Exercise: Below are some records; work out how many of their lines contain "json" and give the number only.

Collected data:
########################################

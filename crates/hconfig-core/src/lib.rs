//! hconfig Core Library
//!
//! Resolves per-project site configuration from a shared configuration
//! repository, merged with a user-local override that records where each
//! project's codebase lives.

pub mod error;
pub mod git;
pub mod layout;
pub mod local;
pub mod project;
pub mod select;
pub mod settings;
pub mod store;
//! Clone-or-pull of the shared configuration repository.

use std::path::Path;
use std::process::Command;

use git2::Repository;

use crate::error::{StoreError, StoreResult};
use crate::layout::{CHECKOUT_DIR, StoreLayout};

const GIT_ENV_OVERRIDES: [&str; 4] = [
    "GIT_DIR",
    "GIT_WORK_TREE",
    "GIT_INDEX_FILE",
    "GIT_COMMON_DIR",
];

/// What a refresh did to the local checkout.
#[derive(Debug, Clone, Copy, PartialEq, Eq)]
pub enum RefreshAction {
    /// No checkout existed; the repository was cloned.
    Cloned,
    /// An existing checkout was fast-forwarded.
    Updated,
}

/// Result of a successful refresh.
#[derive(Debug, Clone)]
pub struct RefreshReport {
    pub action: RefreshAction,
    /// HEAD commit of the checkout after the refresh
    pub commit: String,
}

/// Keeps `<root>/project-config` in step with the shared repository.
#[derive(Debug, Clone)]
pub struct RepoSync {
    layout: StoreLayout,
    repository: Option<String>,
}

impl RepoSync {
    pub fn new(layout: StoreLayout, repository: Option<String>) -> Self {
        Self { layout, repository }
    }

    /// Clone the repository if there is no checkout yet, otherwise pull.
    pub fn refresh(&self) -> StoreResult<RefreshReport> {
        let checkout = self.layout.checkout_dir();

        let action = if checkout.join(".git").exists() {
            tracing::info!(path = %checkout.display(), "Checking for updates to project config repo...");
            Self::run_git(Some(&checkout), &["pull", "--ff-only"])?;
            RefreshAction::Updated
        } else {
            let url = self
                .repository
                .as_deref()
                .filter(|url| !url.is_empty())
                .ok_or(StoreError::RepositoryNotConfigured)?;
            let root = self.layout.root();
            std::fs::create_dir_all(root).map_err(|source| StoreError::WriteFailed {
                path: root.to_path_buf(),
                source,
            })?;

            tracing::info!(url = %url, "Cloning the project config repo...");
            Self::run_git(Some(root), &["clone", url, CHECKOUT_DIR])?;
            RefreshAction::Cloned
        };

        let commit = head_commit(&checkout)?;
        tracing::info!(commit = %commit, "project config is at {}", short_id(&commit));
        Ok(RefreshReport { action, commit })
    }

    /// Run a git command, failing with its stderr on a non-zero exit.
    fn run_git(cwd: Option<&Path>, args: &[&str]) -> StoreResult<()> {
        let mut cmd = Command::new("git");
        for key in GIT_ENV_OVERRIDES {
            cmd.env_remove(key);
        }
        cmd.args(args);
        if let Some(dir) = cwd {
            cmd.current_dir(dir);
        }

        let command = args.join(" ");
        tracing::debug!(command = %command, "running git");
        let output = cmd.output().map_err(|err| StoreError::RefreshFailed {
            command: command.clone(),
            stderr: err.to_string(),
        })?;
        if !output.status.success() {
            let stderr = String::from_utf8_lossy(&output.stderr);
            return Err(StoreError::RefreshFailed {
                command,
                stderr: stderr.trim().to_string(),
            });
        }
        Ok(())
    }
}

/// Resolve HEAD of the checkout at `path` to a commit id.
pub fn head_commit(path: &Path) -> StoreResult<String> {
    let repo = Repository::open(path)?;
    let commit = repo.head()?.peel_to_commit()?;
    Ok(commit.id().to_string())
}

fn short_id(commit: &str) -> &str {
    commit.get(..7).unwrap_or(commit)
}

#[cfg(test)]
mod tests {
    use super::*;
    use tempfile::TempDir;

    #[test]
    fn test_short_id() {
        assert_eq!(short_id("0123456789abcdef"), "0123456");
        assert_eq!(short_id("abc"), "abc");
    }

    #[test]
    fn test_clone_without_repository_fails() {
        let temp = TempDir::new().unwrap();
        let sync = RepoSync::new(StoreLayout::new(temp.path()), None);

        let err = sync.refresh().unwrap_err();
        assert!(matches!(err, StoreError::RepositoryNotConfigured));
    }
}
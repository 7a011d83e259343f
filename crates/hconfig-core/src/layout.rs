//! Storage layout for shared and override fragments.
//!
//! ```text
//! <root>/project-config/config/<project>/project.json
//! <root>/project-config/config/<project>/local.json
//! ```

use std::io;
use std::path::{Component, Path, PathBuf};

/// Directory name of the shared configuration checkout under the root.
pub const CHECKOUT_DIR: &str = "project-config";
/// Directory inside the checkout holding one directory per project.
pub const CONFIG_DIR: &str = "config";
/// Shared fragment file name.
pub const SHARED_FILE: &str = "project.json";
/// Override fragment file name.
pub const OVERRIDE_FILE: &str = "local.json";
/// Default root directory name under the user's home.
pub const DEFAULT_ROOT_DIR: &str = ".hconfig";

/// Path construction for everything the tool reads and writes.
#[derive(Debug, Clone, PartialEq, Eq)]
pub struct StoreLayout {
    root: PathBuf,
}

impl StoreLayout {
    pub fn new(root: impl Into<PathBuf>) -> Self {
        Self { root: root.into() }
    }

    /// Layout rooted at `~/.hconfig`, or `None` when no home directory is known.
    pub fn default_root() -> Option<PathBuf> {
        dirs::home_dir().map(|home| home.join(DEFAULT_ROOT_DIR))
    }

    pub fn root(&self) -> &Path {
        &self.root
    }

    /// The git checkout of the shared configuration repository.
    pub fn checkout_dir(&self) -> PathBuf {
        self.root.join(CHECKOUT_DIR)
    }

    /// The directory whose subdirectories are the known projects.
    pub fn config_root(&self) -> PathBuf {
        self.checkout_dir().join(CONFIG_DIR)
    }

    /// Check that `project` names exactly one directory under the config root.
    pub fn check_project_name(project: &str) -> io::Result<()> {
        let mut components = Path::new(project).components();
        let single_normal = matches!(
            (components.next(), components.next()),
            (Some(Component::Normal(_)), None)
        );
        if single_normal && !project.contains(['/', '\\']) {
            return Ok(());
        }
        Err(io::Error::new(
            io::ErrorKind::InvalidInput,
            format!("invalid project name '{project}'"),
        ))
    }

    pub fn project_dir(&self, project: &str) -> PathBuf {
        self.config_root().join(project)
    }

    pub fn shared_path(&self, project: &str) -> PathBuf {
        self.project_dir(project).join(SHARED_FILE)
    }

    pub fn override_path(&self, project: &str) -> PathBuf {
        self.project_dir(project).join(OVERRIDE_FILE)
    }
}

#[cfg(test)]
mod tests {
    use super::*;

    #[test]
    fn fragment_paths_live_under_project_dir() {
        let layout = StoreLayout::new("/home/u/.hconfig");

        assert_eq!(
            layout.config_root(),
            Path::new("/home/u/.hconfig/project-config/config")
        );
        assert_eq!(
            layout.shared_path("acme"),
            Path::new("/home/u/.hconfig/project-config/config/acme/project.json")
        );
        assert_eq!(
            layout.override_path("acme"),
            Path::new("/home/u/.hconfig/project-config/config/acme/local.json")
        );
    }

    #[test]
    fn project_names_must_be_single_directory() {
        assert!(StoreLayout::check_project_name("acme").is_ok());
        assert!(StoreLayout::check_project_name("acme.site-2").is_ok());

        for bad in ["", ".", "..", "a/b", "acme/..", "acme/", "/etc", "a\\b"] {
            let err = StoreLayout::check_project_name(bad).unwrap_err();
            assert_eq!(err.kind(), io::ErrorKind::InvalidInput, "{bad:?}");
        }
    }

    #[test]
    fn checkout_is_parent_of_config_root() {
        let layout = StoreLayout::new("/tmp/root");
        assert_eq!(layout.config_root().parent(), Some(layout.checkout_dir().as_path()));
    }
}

########################################

Answer for the task: 6